Dalla carta di Katze und Vogel-Scherzo (Scherzo di gatto e uccello, 1920) traspaiono le linee di uno schizzo sul retro del foglio. Le tracce del retro si fondono con la parte anteriore formando un’unità compositiva e tematica.
Sul lato anteriore di Katze und Vogel-Scherzo si distinguono chiaramente due gatti e due uccelli. La carta lascia intravedere in filigrana il disegno di una figura in piedi sul retro del foglio.
Gli artigli affilati dell’uccello si sovrappongono alla forma delle dita di piedi umani che traspaiono dal retro. Anziché disturbare la composizione, si integrano perfettamente e aprono un nuovo campo di significati: il dialogo fra l’animale e l’umano, nonché tra movimento e staticità.

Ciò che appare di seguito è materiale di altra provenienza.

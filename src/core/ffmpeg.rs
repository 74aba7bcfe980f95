use std::path::{Path, PathBuf};
use std::process::Stdio;

use biliget_core::fs_paths::ensure_parent_dir;
use biliget_core::models::settings::EncoderSettings;
use tokio::io::{AsyncReadExt, AsyncWriteExt};
use tokio::process::ChildStdin;

use crate::core::direct_downloader::ByteStream;
use crate::core::process;
use crate::error::{PipelineError, Result};

pub enum TranscodeInput {
    /// A completed file on disk.
    File(PathBuf),
    /// A live stream copied into the encoder's stdin.
    Stream(ByteStream),
}

pub struct TranscodeJob {
    pub input: TranscodeInput,
    pub output: PathBuf,
}

#[derive(Debug, Clone, Copy, PartialEq, Eq)]
pub enum TranscodeState {
    Idle,
    Spawned,
    Streaming,
    Exited { success: bool },
}

#[derive(Debug, Clone)]
pub struct TranscodeOutcome {
    pub output: PathBuf,
    pub bytes_fed: Option<u64>,
    pub warnings: Vec<String>,
    pub state: TranscodeState,
}

#[derive(Debug, Clone)]
pub struct Transcoder {
    program: String,
    quality_args: Vec<String>,
    cleanup_partial: bool,
}

impl Transcoder {
    pub fn new(program: impl Into<String>, quality_args: Vec<String>) -> Self {
        Self {
            program: program.into(),
            quality_args,
            cleanup_partial: false,
        }
    }

    pub fn from_settings(settings: &EncoderSettings) -> Self {
        Self::new(settings.program.clone(), settings.quality_args.clone())
    }

    /// Delete the output file when the encoder fails.
    pub fn cleanup_partial(mut self, enabled: bool) -> Self {
        self.cleanup_partial = enabled;
        self
    }

    pub fn program(&self) -> &str {
        &self.program
    }

    pub async fn is_available(&self) -> bool {
        process::is_available(&self.program).await
    }

    pub fn build_args(&self, input: &str, output: &Path) -> Vec<String> {
        let mut args = vec![
            "-y".to_string(),
            "-hide_banner".to_string(),
            "-i".to_string(),
            input.to_string(),
        ];
        args.extend(self.quality_args.iter().cloned());
        args.push(output.to_string_lossy().into_owned());
        args
    }

    pub async fn run(&self, job: TranscodeJob) -> Result<TranscodeOutcome> {
        let TranscodeJob { input, output } = job;
        let mut state = TranscodeState::Idle;
        ensure_parent_dir(&output).await?;

        let (input_arg, stream) = match input {
            TranscodeInput::File(path) => {
                tokio::fs::metadata(&path).await?;
                (path.to_string_lossy().into_owned(), None)
            }
            TranscodeInput::Stream(stream) => ("pipe:0".to_string(), Some(stream)),
        };

        let args = self.build_args(&input_arg, &output);
        tracing::debug!("[ffmpeg] {} {}", self.program, args.join(" "));

        let mut child = process::command(&self.program)
            .args(&args)
            .stdin(if stream.is_some() {
                Stdio::piped()
            } else {
                Stdio::null()
            })
            .stdout(Stdio::null())
            .stderr(Stdio::piped())
            .spawn()
            .map_err(|e| PipelineError::Transcode {
                message: format!("failed to spawn {}: {}", self.program, e),
                diagnostics: String::new(),
            })?;
        state = advance(state, TranscodeState::Spawned);

        let stdin = child.stdin.take();
        let stderr = child.stderr.take();

        if stream.is_some() {
            state = advance(state, TranscodeState::Streaming);
        }

        let feed = async move {
            match (stream, stdin) {
                (Some(stream), Some(stdin)) => feed_stdin(stream, stdin).await.map(Some),
                _ => Ok(None),
            }
        };
        let drain = async move {
            let mut buf = Vec::new();
            if let Some(mut stderr) = stderr {
                let _ = stderr.read_to_end(&mut buf).await;
            }
            String::from_utf8_lossy(&buf).trim().to_string()
        };

        let (fed, diagnostics) = tokio::join!(feed, drain);

        let status = child.wait().await.map_err(|e| PipelineError::Transcode {
            message: format!("failed to wait for {}: {}", self.program, e),
            diagnostics: diagnostics.clone(),
        })?;
        state = advance(state, TranscodeState::Exited {
            success: status.success(),
        });

        let outcome = match fed {
            Err(e) => Err(e),
            Ok(_) if !status.success() => Err(PipelineError::Transcode {
                message: format!("{} exited with {}", self.program, status),
                diagnostics,
            }),
            Ok(bytes_fed) => {
                let warnings: Vec<String> = diagnostics
                    .lines()
                    .filter(|l| !l.trim().is_empty())
                    .map(str::to_string)
                    .collect();
                for line in &warnings {
                    tracing::warn!("[ffmpeg] {}", line);
                }
                Ok(TranscodeOutcome {
                    output: output.clone(),
                    bytes_fed,
                    warnings,
                    state,
                })
            }
        };

        if outcome.is_err() && self.cleanup_partial {
            let _ = tokio::fs::remove_file(&output).await;
        }

        outcome
    }
}

fn advance(from: TranscodeState, to: TranscodeState) -> TranscodeState {
    tracing::trace!("[ffmpeg] {:?} -> {:?}", from, to);
    to
}

/// Copies the stream into stdin, then closes it so the encoder sees end of input.
async fn feed_stdin(mut stream: ByteStream, mut stdin: ChildStdin) -> Result<u64> {
    let mut fed = 0u64;

    while let Some(chunk) = stream.next_chunk().await {
        let chunk = chunk?;
        match stdin.write_all(&chunk).await {
            Ok(()) => fed += chunk.len() as u64,
            Err(e) if e.kind() == std::io::ErrorKind::BrokenPipe => {
                tracing::debug!("[ffmpeg] encoder closed stdin after {} bytes", fed);
                return Ok(fed);
            }
            Err(e) => return Err(e.into()),
        }
    }

    if let Err(e) = stdin.shutdown().await {
        if e.kind() != std::io::ErrorKind::BrokenPipe {
            return Err(e.into());
        }
    }
    drop(stdin);
    Ok(fed)
}

#[cfg(all(test, unix))]
pub(crate) mod test_support {
    use std::os::unix::fs::PermissionsExt;
    use std::path::{Path, PathBuf};

    /// Copies its `-i` input (file or stdin) to the last argument.
    pub const COPY_ENCODER: &str = r#"#!/bin/sh
in=""
out=""
while [ $# -gt 0 ]; do
  case "$1" in
    -i) in="$2"; shift 2 ;;
    *) out="$1"; shift ;;
  esac
done
if [ "$in" = "pipe:0" ]; then
  cat > "$out"
else
  cp "$in" "$out"
fi
"#;

    /// Writes a few bytes to the output, complains on stderr and exits 1.
    pub const FAILING_ENCODER: &str = r#"#!/bin/sh
for a in "$@"; do out="$a"; done
printf 'partial' > "$out"
echo "invalid data" >&2
exit 1
"#;

    /// Succeeds, but leaves a note on stderr.
    pub const NOISY_ENCODER: &str = r#"#!/bin/sh
for a in "$@"; do out="$a"; done
printf 'ok' > "$out"
echo "Guessed Channel Layout: stereo" >&2
"#;

    pub fn write_script(dir: &Path, name: &str, body: &str) -> PathBuf {
        let path = dir.join(name);
        std::fs::write(&path, body).unwrap();
        std::fs::set_permissions(&path, std::fs::Permissions::from_mode(0o755)).unwrap();
        path
    }
}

Klee usò Katze und Vogel-Scherzo come disegno preparatorio per il trasferimento a olio Katze und Vogel (Doppelscene) [Gatto e uccello (Doppia scena), 1920]. Già nel 1973 Jürgen Glaesemer, allora curatore della Fondazione Paul Klee, richiamò l’attenzione sul fenomeno delle opere lavorate da Klee su entrambi i lati, osservando che nei disegni preparatori per i trasferimenti a olio spesso sul retro si trovano degli schizzi. A titolo di esempio citò proprio l’opera qui menzionata.